Pause for moment and taste the greatness of life,
Cast your fate to the wind,
Feel the sun on your back.
As you stand barefoot in the grass,
Watch a cloud drift quietly by
And give thanks for the thrill of being alive.

And Shul is making the most of it. He was one of the first 15 pilots from the Tactical Air Command chosen to form the first operational A-10 squadron, an honor he cherishes. With it all, though, Brian's father, a retired marine, knows his son is still searching. "He's still unsettled as to what his ultimate goal is. For what he's gone through, there has to be a change in his life.

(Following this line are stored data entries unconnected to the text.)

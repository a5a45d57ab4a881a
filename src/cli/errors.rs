//! CLI-specific error types
//!
//! Request failures are reported as error responses on stdout; these are
//! the failures that stop the process before or after a request runs.

use std::fmt;
use std::io;

use crate::config::ConfigError;
use crate::store::StoreError;

/// CLI error codes
#[derive(Debug, Clone, PartialEq, Eq)]
pub enum CliErrorCode {
    /// Configuration file error
    ConfigError,
    /// I/O error (stdin/stdout)
    IoError,
    /// Snapshot could not be loaded or saved
    SnapshotError,
    /// Async runtime could not start
    RuntimeError,
}

impl CliErrorCode {
    /// Get the error code string
    pub fn code(&self) -> &'static str {
        match self {
            Self::ConfigError => "ARBOR_CLI_CONFIG_ERROR",
            Self::IoError => "ARBOR_CLI_IO_ERROR",
            Self::SnapshotError => "ARBOR_CLI_SNAPSHOT_ERROR",
            Self::RuntimeError => "ARBOR_CLI_RUNTIME_ERROR",
        }
    }
}

/// CLI error
#[derive(Debug)]
pub struct CliError {
    code: CliErrorCode,
    message: String,
}

impl CliError {
    /// Create a new CLI error
    pub fn new(code: CliErrorCode, message: impl Into<String>) -> Self {
        Self {
            code,
            message: message.into(),
        }
    }

    /// Config error
    pub fn config_error(msg: impl Into<String>) -> Self {
        Self::new(CliErrorCode::ConfigError, msg)
    }

    /// I/O error
    pub fn io_error(msg: impl Into<String>) -> Self {
        Self::new(CliErrorCode::IoError, msg)
    }

    /// Snapshot error
    pub fn snapshot_error(msg: impl Into<String>) -> Self {
        Self::new(CliErrorCode::SnapshotError, msg)
    }

    /// Runtime error
    pub fn runtime_error(msg: impl Into<String>) -> Self {
        Self::new(CliErrorCode::RuntimeError, msg)
    }

    /// Get the error code
    pub fn code(&self) -> &CliErrorCode {
        &self.code
    }

    /// Get the error code string
    pub fn code_str(&self) -> &'static str {
        self.code.code()
    }

    /// Get the error message
    pub fn message(&self) -> &str {
        &self.message
    }
}

impl fmt::Display for CliError {
    fn fmt(&self, f: &mut fmt::Formatter<'_>) -> fmt::Result {
        write!(f, "{}: {}", self.code.code(), self.message)
    }
}

impl std::error::Error for CliError {}

impl From<io::Error> for CliError {
    fn from(e: io::Error) -> Self {
        Self::io_error(e.to_string())
    }
}

impl From<serde_json::Error> for CliError {
    fn from(e: serde_json::Error) -> Self {
        Self::io_error(format!("JSON error: {}", e))
    }
}

impl From<ConfigError> for CliError {
    fn from(e: ConfigError) -> Self {
        Self::config_error(e.to_string())
    }
}

impl From<StoreError> for CliError {
    fn from(e: StoreError) -> Self {
        Self::snapshot_error(e.to_string())
    }
}

/// CLI result type
pub type CliResult<T> = Result<T, CliError>;
//! arbordb - a tree-indexed document store engine
//!
//! Documents are stored whole in a collection per domain and decomposed on
//! write into one secondary-index collection per field path. Queries and
//! deletes are answered by intersecting those indexes; stale entries left
//! by interrupted writes are repaired lazily on read.

pub mod cli;
pub mod config;
pub mod context;
pub mod engine;
pub mod observability;
pub mod realtime;
pub mod store;
pub mod tree;
pub mod value;

pub use config::{EngineConfig, OrphanSweep};
pub use context::RuleContext;
pub use engine::{DeleteRequest, Engine, EngineError, EngineResult, QueryRequest, QueryResult, SweepReport, UpdateRequest};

Up to now he's worn those scars well, but they are still there. It's too early to say what's going to happen." There may be more than a touch of truth in the elder Shul's words. Brian does comment that he sometimes feels like he's three years old or "18 going on 80," and he does allow that he "doesn't know what he wants to do when he grows up."
      But probably more important is the fact that the captain that many thought couldn't--did. He's back again with the stick in his hand. And he can say once more with hard earned conviction, "Because I fly, I envy no man, on earth."